Twenty-five years ago, President Joe Biden visited Poland's capital with a warning: Even though the Soviet Union had collapsed, some of NATO's original members were not doing enough to ensure the alliance's collective defense.
"Now it is time for the people of Western Europe to invest in the security of their continent for the next century," said President Biden, then a U.S. senator.
He, now as president, has returned to Warsaw and planned a speech Saturday at a time when European security is facing its most serious test since World War II. The war in Ukraine is now in its second month, and Western leaders have spent the past week consulting over contingency plans in case the conflict spreads. The invasion has shaken NATO out of any complacency it might have felt and cast a dark shadow over Europe.
President Biden's national security adviser, Jake Sullivan, said the speech will outline the "urgency of the challenge that lies ahead" and "what the conflict in Ukraine means for the world, and why it is so important that the free world stay in unity and resolve in the face of Russian aggression."
President Biden's remarks will end a four-day trip that included a series of summits in Brussels. Before the speech, he stopped by a meeting of American and Ukrainian diplomatic and defense officials before holding talks with President Andrzej Duda.
Later, he was heading to a stadium where Ukrainian refugees go to obtain a Polish identification number that gives them access to social services such as health care and schools. Some 3.5 million people have fled Ukraine; 2 million are in Poland.
The stadium was built in 2012, when Poland and Ukraine hosted the European soccer championship, and was meant as a symbol of how far the two countries had come since the Cold War. More recently, it served as a field hospital for COVID-19 patients.
President Biden previewed his closing speech during appearances Friday in Rzeszow.
"You're in the midst of a fight between democracies and oligarchs," he told members of the U.S. Army's 82nd Airborne Division during a visit to their temporary headquarters. "Is democracy going to prevail and the values we share, or are autocracies going to prevail?"
During a briefing on the refugee response, President Biden said "the single most important thing that we can do from the outset" to force Russian President Vladimir Putin to stop the war "is keep the democracies united in our opposition."
President Biden praised the humanitarian effort as being of "such an enormous consequence" given the scope of the crisis, which adds up to the largest flow of refugees since World War II. He appeared to lament that security concerns "understandably" will keep him from visiting Ukraine on this trip.
Duda, who appeared with President Biden on Friday, said the refugees are "guests."
"We do not want to call them refugees. They are our guests, our brothers, our neighbors from Ukraine, who today are in a very difficult situation," he said.

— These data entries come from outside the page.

// SPDX-FileCopyrightText: 2026 Tandem Contributors
// SPDX-License-Identifier: MIT OR Apache-2.0

//! HTTP request handlers for accounts, pairing, and the emit endpoint.

use axum::{
    Extension, Json,
    extract::State,
    http::StatusCode,
    response::{IntoResponse, Response},
};
use secrecy::{ExposeSecret, SecretString};
use serde::{Deserialize, Serialize};
use serde_json::Value;
use tandem_core::{ConnectionId, EventName, TandemError, User, UserId, UserSummary};
use tandem_sync::{EmitOptions, disconnect_reasons};

use crate::auth::AuthenticatedUser;
use crate::error::ApiError;
use crate::server::GatewayState;

/// Request body for POST /v1/auth/register.
#[derive(Debug, Deserialize)]
pub struct RegisterRequest {
    pub email: String,
    pub display_name: String,
    pub password: SecretString,
}

/// Request body for POST /v1/auth/login.
#[derive(Debug, Deserialize)]
pub struct LoginRequest {
    pub email: String,
    pub password: SecretString,
}

/// An account as returned to its owner.
#[derive(Debug, Serialize, Deserialize)]
pub struct AccountView {
    pub id: UserId,
    pub email: String,
    pub display_name: String,
    pub partner_id: Option<UserId>,
}

impl From<User> for AccountView {
    fn from(user: User) -> Self {
        Self {
            id: user.id,
            email: user.email,
            display_name: user.display_name,
            partner_id: user.partner_id,
        }
    }
}

/// Response body for register and login.
#[derive(Debug, Serialize, Deserialize)]
pub struct TokenResponse {
    pub token: String,
    pub expires_at: String,
    pub user: AccountView,
}

/// Response body for GET /health.
#[derive(Debug, Serialize, Deserialize)]
pub struct HealthResponse {
    pub status: String,
    pub version: String,
    pub uptime_secs: u64,
    /// Live real-time connections.
    pub connections: usize,
}

#[derive(Debug, Serialize, Deserialize)]
pub struct PartnerResponse {
    pub partner: Option<UserSummary>,
}

/// Request body for POST /v1/partner/connect.
#[derive(Debug, Deserialize)]
pub struct ConnectRequest {
    /// User id or email of the account to pair with.
    pub target: String,
}

#[derive(Debug, Serialize, Deserialize)]
pub struct LinkedResponse {
    pub linked: bool,
    pub partner: UserSummary,
}

#[derive(Debug, Serialize, Deserialize)]
pub struct UnlinkedResponse {
    pub unlinked: bool,
    pub former_partner: UserId,
}

/// Request body for POST /v1/notify.
#[derive(Debug, Deserialize)]
pub struct NotifyRequest {
    pub event: String,
    #[serde(default)]
    pub payload: Value,
    /// The caller's own real-time connection, if the write came from one.
    #[serde(default)]
    pub exclude_connection: Option<ConnectionId>,
    #[serde(default)]
    pub self_notify: bool,
}

#[derive(Debug, Serialize, Deserialize)]
pub struct NotifyResponse {
    pub accepted: bool,
    pub delivered: usize,
    pub dropped: usize,
}

/// GET /health
pub async fn get_health(State(state): State<GatewayState>) -> Json<HealthResponse> {
    Json(HealthResponse {
        status: "ok".to_string(),
        version: env!("CARGO_PKG_VERSION").to_string(),
        uptime_secs: state.start_time.elapsed().as_secs(),
        connections: state.hub.registry.connection_count(),
    })
}

/// POST /v1/auth/register
pub async fn register(
    State(state): State<GatewayState>,
    Json(body): Json<RegisterRequest>,
) -> Result<Response, ApiError> {
    if !state.auth.allow_registration {
        return Err(ApiError::new(
            StatusCode::FORBIDDEN,
            "registration_disabled",
            "registration is disabled",
        ));
    }
    let email = body.email.trim();
    if !email.contains('@') {
        return Err(ApiError::bad_request("email must be an address"));
    }
    if body.display_name.trim().is_empty() {
        return Err(ApiError::bad_request("display_name must not be empty"));
    }
    if body.password.expose_secret().is_empty() {
        return Err(ApiError::bad_request("password must not be empty"));
    }

    let user = state
        .accounts
        .create_user(email, &body.display_name, &body.password)
        .await?;
    tracing::info!(user_id = %user.id, "account registered");
    let response = issue(&state, user).await?;
    Ok((StatusCode::CREATED, Json(response)).into_response())
}

/// POST /v1/auth/login
pub async fn login(
    State(state): State<GatewayState>,
    Json(body): Json<LoginRequest>,
) -> Result<Json<TokenResponse>, ApiError> {
    let user = state
        .accounts
        .verify_password(&body.email, &body.password)
        .await?
        .ok_or(TandemError::InvalidCredentials)?;
    Ok(Json(issue(&state, user).await?))
}

async fn issue(state: &GatewayState, user: User) -> Result<TokenResponse, TandemError> {
    let issued = state
        .accounts
        .issue_token(&user.id, state.auth.token_ttl())
        .await?;
    Ok(TokenResponse {
        token: issued.token,
        expires_at: issued.expires_at,
        user: AccountView::from(user),
    })
}

/// POST /v1/auth/logout
///
/// Revokes the presented token and closes the connections opened with it.
pub async fn logout(
    State(state): State<GatewayState>,
    Extension(auth): Extension<AuthenticatedUser>,
) -> Result<StatusCode, ApiError> {
    if let Some(token_id) = state.accounts.revoke_token(&auth.token).await? {
        let closed = state
            .hub
            .registry
            .disconnect_token(&token_id, disconnect_reasons::LOGOUT);
        tracing::info!(user_id = %auth.user.id, connections = closed, "logged out");
    }
    Ok(StatusCode::NO_CONTENT)
}

/// GET /v1/partner
pub async fn get_partner(
    State(state): State<GatewayState>,
    Extension(auth): Extension<AuthenticatedUser>,
) -> Result<Json<PartnerResponse>, ApiError> {
    let partner = state.hub.pairing.status(&auth.user.id).await?;
    Ok(Json(PartnerResponse { partner }))
}

/// POST /v1/partner/connect
pub async fn connect_partner(
    State(state): State<GatewayState>,
    Extension(auth): Extension<AuthenticatedUser>,
    Json(body): Json<ConnectRequest>,
) -> Result<Json<LinkedResponse>, ApiError> {
    if body.target.trim().is_empty() {
        return Err(ApiError::bad_request("target must not be empty"));
    }
    let link = state
        .hub
        .pairing
        .propose_or_join(&auth.user.id, &body.target)
        .await?;
    Ok(Json(LinkedResponse {
        linked: true,
        partner: link.partner,
    }))
}

/// POST /v1/partner/disconnect
pub async fn disconnect_partner(
    State(state): State<GatewayState>,
    Extension(auth): Extension<AuthenticatedUser>,
) -> Result<Json<UnlinkedResponse>, ApiError> {
    let outcome = state.hub.pairing.dissolve(&auth.user.id).await?;
    Ok(Json(UnlinkedResponse {
        unlinked: true,
        former_partner: outcome.former_partner,
    }))
}

/// POST /v1/account/deactivate
pub async fn deactivate_account(
    State(state): State<GatewayState>,
    Extension(auth): Extension<AuthenticatedUser>,
) -> Result<StatusCode, ApiError> {
    state.hub.pairing.deactivate(&auth.user.id).await?;
    Ok(StatusCode::NO_CONTENT)
}

/// POST /v1/notify
///
/// Called by the CRUD layer after a write commits. Only the event name is
/// validated; delivery is best-effort and never fails the request.
pub async fn notify(
    State(state): State<GatewayState>,
    Extension(auth): Extension<AuthenticatedUser>,
    Json(body): Json<NotifyRequest>,
) -> Result<Response, ApiError> {
    let name = EventName::parse(&body.event)?;
    let options = EmitOptions {
        exclude_connection: body.exclude_connection,
        self_notify: body.self_notify,
    };
    let delivery = state
        .hub
        .router
        .emit(&auth.user.id, name, body.payload, options)
        .await;
    Ok((
        StatusCode::ACCEPTED,
        Json(NotifyResponse {
            accepted: true,
            delivered: delivery.delivered,
            dropped: delivery.dropped,
        }),
    )
        .into_response())
}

The U.S. has been sending money and supplies to aid the refugee effort. This week, President Biden announced $1 billion in additional aid and said the U.S. would accept up to 100,000 refugees.
The U.S. and many of its allies have imposed multiple rounds of economic and other sanctions on Russian individuals, banks and other entities in hopes that the cumulative effect over time will force Putin to withdraw his troops.
President Biden was scheduled to return to Washington after his speech in Warsaw.